One of my whitewater maniac friends’ primary complaints against recreational kayaks is that in most of them the seat ISN’T adjustable. He expects an adjustable seat in a boat. That said, I’ve got to go adjust the seat and foot rests in my kayak for this weekend’s paddle.

(Hersh or Mikey - if you’re tuned in - me and Spiderman at 6:00A at the takeout we generally use for the Millville run. Quick fishing trip - both of us expect to be back off the water and productive at home by late morning. Come along if you’re of a mind to.)

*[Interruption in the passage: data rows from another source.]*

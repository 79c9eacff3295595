// ABOUTME: Domain models for recipes, component edges, and nutrition data
// ABOUTME: Defines Recipe, RecipeComponent, ComponentNode, NutritionInfo, and request types
//
// SPDX-License-Identifier: MIT OR Apache-2.0
// Copyright (c) 2026 Sous-Chef

//! Core data structures shared between the database managers and the
//! component service. `NutritionInfo` fields are independently optional:
//! an absent field means "unknown", never zero, and aggregation only sums
//! populated fields.

use chrono::{DateTime, Utc};
use serde::{Deserialize, Serialize};
use uuid::Uuid;

/// Smallest accepted `servings_needed` value for a component edge
pub const MIN_SERVINGS_NEEDED: f64 = 0.1;

/// Per-serving nutrition estimate with independently optional fields
///
/// Every field is per one serving of the recipe this record is attached to.
/// A `None` field is unknown, not zero; it stays absent through aggregation
/// unless some source populates it.
#[derive(Debug, Clone, Default, PartialEq, Serialize, Deserialize)]
pub struct NutritionInfo {
    /// Calories (kcal)
    #[serde(skip_serializing_if = "Option::is_none")]
    pub calories: Option<f64>,
    /// Protein (grams)
    #[serde(skip_serializing_if = "Option::is_none")]
    pub protein_g: Option<f64>,
    /// Carbohydrates (grams)
    #[serde(skip_serializing_if = "Option::is_none")]
    pub carbohydrates_g: Option<f64>,
    /// Fat (grams)
    #[serde(skip_serializing_if = "Option::is_none")]
    pub fat_g: Option<f64>,
    /// Saturated fat (grams)
    #[serde(skip_serializing_if = "Option::is_none")]
    pub saturated_fat_g: Option<f64>,
    /// Fiber (grams)
    #[serde(skip_serializing_if = "Option::is_none")]
    pub fiber_g: Option<f64>,
    /// Sugar (grams)
    #[serde(skip_serializing_if = "Option::is_none")]
    pub sugar_g: Option<f64>,
    /// Sodium (milligrams)
    #[serde(skip_serializing_if = "Option::is_none")]
    pub sodium_mg: Option<f64>,
    /// Cholesterol (milligrams)
    #[serde(skip_serializing_if = "Option::is_none")]
    pub cholesterol_mg: Option<f64>,
}

/// Add `value * scale` into an accumulator field, treating an absent
/// accumulator as zero only once the incoming value is known to be present
fn add_field(acc: &mut Option<f64>, value: Option<f64>, scale: f64) {
    if let Some(v) = value {
        *acc = Some(acc.unwrap_or(0.0) + v * scale);
    }
}

/// Round an optional field to one decimal place
fn round_field(field: &mut Option<f64>) {
    if let Some(v) = field.as_mut() {
        *v = (*v * 10.0).round() / 10.0;
    }
}

impl NutritionInfo {
    /// True when no field is populated
    #[must_use]
    pub const fn is_empty(&self) -> bool {
        self.calories.is_none()
            && self.protein_g.is_none()
            && self.carbohydrates_g.is_none()
            && self.fat_g.is_none()
            && self.saturated_fat_g.is_none()
            && self.fiber_g.is_none()
            && self.sugar_g.is_none()
            && self.sodium_mg.is_none()
            && self.cholesterol_mg.is_none()
    }

    /// Add every populated field of `other`, scaled, into this record
    ///
    /// Fields absent on `other` leave the corresponding accumulator field
    /// untouched (unknown stays unknown).
    pub fn add_scaled(&mut self, other: &Self, scale: f64) {
        add_field(&mut self.calories, other.calories, scale);
        add_field(&mut self.protein_g, other.protein_g, scale);
        add_field(&mut self.carbohydrates_g, other.carbohydrates_g, scale);
        add_field(&mut self.fat_g, other.fat_g, scale);
        add_field(&mut self.saturated_fat_g, other.saturated_fat_g, scale);
        add_field(&mut self.fiber_g, other.fiber_g, scale);
        add_field(&mut self.sugar_g, other.sugar_g, scale);
        add_field(&mut self.sodium_mg, other.sodium_mg, scale);
        add_field(&mut self.cholesterol_mg, other.cholesterol_mg, scale);
    }

    /// Round every populated field to one decimal place
    pub fn round_to_tenths(&mut self) {
        round_field(&mut self.calories);
        round_field(&mut self.protein_g);
        round_field(&mut self.carbohydrates_g);
        round_field(&mut self.fat_g);
        round_field(&mut self.saturated_fat_g);
        round_field(&mut self.fiber_g);
        round_field(&mut self.sugar_g);
        round_field(&mut self.sodium_mg);
        round_field(&mut self.cholesterol_mg);
    }
}

/// Ingredient line carried through for display
///
/// No unit parsing or conversion happens here; amounts and units are opaque
/// to the component subsystem.
#[derive(Debug, Clone, PartialEq, Serialize, Deserialize)]
pub struct RecipeIngredient {
    /// Ingredient name
    pub name: String,
    /// Amount in the recipe's own unit (if stated)
    #[serde(skip_serializing_if = "Option::is_none")]
    pub amount: Option<f64>,
    /// Unit label, e.g. "g", "cup" (if stated)
    #[serde(skip_serializing_if = "Option::is_none")]
    pub unit: Option<String>,
}

/// A stored recipe
#[derive(Debug, Clone, Serialize, Deserialize)]
pub struct Recipe {
    /// Unique identifier
    pub id: Uuid,
    /// Display title
    pub title: String,
    /// Optional description
    pub description: Option<String>,
    /// Serving count the recipe, as written, produces (unknown if `None`)
    pub servings: Option<f64>,
    /// Preparation time in minutes
    #[serde(skip_serializing_if = "Option::is_none")]
    pub prep_time_minutes: Option<i64>,
    /// Cooking time in minutes
    #[serde(skip_serializing_if = "Option::is_none")]
    pub cook_time_minutes: Option<i64>,
    /// Ingredient lines (stored as JSON array)
    #[serde(default)]
    pub ingredients: Vec<RecipeIngredient>,
    /// Instruction steps (stored as JSON array)
    #[serde(default)]
    pub instructions: Vec<String>,
    /// Tags for filtering and search (stored as JSON array)
    #[serde(default)]
    pub tags: Vec<String>,
    /// Per-serving nutrition estimate for this recipe (unknown if `None`)
    #[serde(skip_serializing_if = "Option::is_none")]
    pub nutrition: Option<NutritionInfo>,
    /// Creation timestamp
    pub created_at: DateTime<Utc>,
    /// Last update timestamp
    pub updated_at: DateTime<Utc>,
}

/// Request to create a new recipe
#[derive(Debug, Clone, Default, Serialize, Deserialize)]
pub struct CreateRecipeRequest {
    /// Display title
    pub title: String,
    /// Optional description
    pub description: Option<String>,
    /// Serving count the recipe produces
    pub servings: Option<f64>,
    /// Preparation time in minutes
    pub prep_time_minutes: Option<i64>,
    /// Cooking time in minutes
    pub cook_time_minutes: Option<i64>,
    /// Ingredient lines
    #[serde(default)]
    pub ingredients: Vec<RecipeIngredient>,
    /// Instruction steps
    #[serde(default)]
    pub instructions: Vec<String>,
    /// Tags for filtering and search
    #[serde(default)]
    pub tags: Vec<String>,
    /// Per-serving nutrition estimate
    pub nutrition: Option<NutritionInfo>,
}

/// A component edge: the parent recipe requires `servings_needed` servings
/// of the child recipe as a sub-component
#[derive(Debug, Clone, Serialize, Deserialize)]
pub struct RecipeComponent {
    /// Unique identifier
    pub id: Uuid,
    /// Recipe that uses the component
    pub parent_recipe_id: Uuid,
    /// Recipe being used as a component
    pub child_recipe_id: Uuid,
    /// Servings of the child recipe the parent requires (>= 0.1)
    pub servings_needed: f64,
    /// Display order among siblings of the same parent
    pub sort_order: i64,
    /// Creation timestamp
    pub created_at: DateTime<Utc>,
    /// Last update timestamp
    pub updated_at: DateTime<Utc>,
}

/// A component edge joined with the child recipe's current data
///
/// Returned by `add_component` as a read-through convenience; the recipe
/// data is fetched at call time, not cached on the edge.
#[derive(Debug, Clone, Serialize, Deserialize)]
pub struct ComponentWithRecipe {
    /// The component edge
    #[serde(flatten)]
    pub component: RecipeComponent,
    /// The child recipe's current data
    pub recipe: Recipe,
}

/// A node in a materialized component hierarchy
///
/// Carries the edge data, the child recipe (including its tags), and the
/// child's own components recursively. Siblings are ordered by `sort_order`
/// ascending.
#[derive(Debug, Clone, Serialize, Deserialize)]
pub struct ComponentNode {
    /// The component edge this node materializes
    #[serde(flatten)]
    pub component: RecipeComponent,
    /// The child recipe's full data
    pub recipe: Recipe,
    /// The child's own components, if any
    #[serde(default)]
    pub components: Vec<ComponentNode>,
}

/// Request to update an existing component edge
///
/// At least one field must be provided; omitted fields are left untouched.
#[derive(Debug, Clone, Default, Serialize, Deserialize)]
pub struct UpdateComponentRequest {
    /// New servings requirement (if provided)
    pub servings_needed: Option<f64>,
    /// New sibling position (if provided)
    pub sort_order: Option<i64>,
}

/// One entry of a bulk component replacement
#[derive(Debug, Clone, Serialize, Deserialize)]
pub struct ComponentSpec {
    /// Recipe to use as a component
    pub child_recipe_id: Uuid,
    /// Servings of the child the parent requires
    pub servings_needed: f64,
}

#[cfg(test)]
mod tests {
    #![allow(clippy::unwrap_used, clippy::float_cmp)]
    use super::*;

    #[test]
    fn test_nutrition_is_empty() {
        assert!(NutritionInfo::default().is_empty());

        let info = NutritionInfo {
            sodium_mg: Some(120.0),
            ..Default::default()
        };
        assert!(!info.is_empty());
    }

    #[test]
    fn test_add_scaled_skips_absent_fields() {
        let mut acc = NutritionInfo {
            calories: Some(100.0),
            ..Default::default()
        };
        let other = NutritionInfo {
            calories: Some(200.0),
            protein_g: Some(10.0),
            ..Default::default()
        };

        acc.add_scaled(&other, 0.5);
        assert_eq!(acc.calories, Some(200.0));
        assert_eq!(acc.protein_g, Some(5.0));
        // Absent on both sides stays unknown
        assert_eq!(acc.fat_g, None);
    }

    #[test]
    fn test_round_to_tenths() {
        let mut info = NutritionInfo {
            calories: Some(123.456),
            fiber_g: Some(0.04),
            ..Default::default()
        };
        info.round_to_tenths();
        assert_eq!(info.calories, Some(123.5));
        assert_eq!(info.fiber_g, Some(0.0));
    }

    #[test]
    fn test_nutrition_skips_absent_fields_in_json() {
        let info = NutritionInfo {
            calories: Some(400.0),
            ..Default::default()
        };
        let json = serde_json::to_string(&info).unwrap();
        assert!(json.contains("calories"));
        assert!(!json.contains("protein_g"));
    }
}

I’ll keep my Loon, its sliding seat
system, and staight tracking. It fits my mean old fat butted self. As for holding up, mine is over 5 years old and was fished on the bay a lot. No problems with it, but, then, the guy I bought it from took great care of it. Probably better than me.

I would love too D…but…
My painters are finishing up today and the weekend will be clean up time around the house. Lots of gutter debris to gather up and various other crap to dispose of. Hope to get out below the house for a few afterwards.

Sliding Seats, Seat Position, OTCanoe

– Last Updated: Aug-11-06 10:30 AM EST –

Yup, that dealer IS full of fish poop (LOL)! Funny that the dealer thought OT had CANOES down pat but not so with kayaks. I feel just the opposite. The only reason I got rid of my Predator 138 is I was having a lot of problems getting in and out of a kayak since I had a "Bum" leg for a long time. The 2 Loons I've owned have been very well made, darn near bulletproof, and the sliding seat worked very well and I'm no lightweight. I think it would be VERY difficult to damage the sliding seat assembly. If you look at the newer models, OT has the best hatch covers you can find on a kayak. IMHO OT kayaks are VERY well made. As for seat position, I always prefer all the way back and I put a dry sack with dry clothes, 1st aid kit, etc stuffed in the bow to keep it pretty trim. Here's a couple pics of mine a few years ago. Looks like I trimmed a bit bow-light this time, but paddled very well. WW

I’d offer to help
But it sounds like work.

You know if you ever need help with that sort of thing that you can reach out, right? If I’ve got the time to spare, I’ll pitch right in. My rate of pay’s cheap for such events. Donuts and coffee in the morning, pizza and beer at the end.

  • Big D

Looked at all the pics, good job. Lots
of fun there. As for OT, for the cost of their canoes and kayaks, they do an excellent job with both, though its model to model. I’d love to get ahold of a pre-1950’s wood and canvas from Old Town. But, those are awfully rare in the South were folks think if it don’t have square corners, it don’t float and you can’t catch fish from it.

But, if I had the money, and wanted to buy a new canoe, I wouldn’t be looking at OT, but Bell, Wenonah, and a couple of other outfits.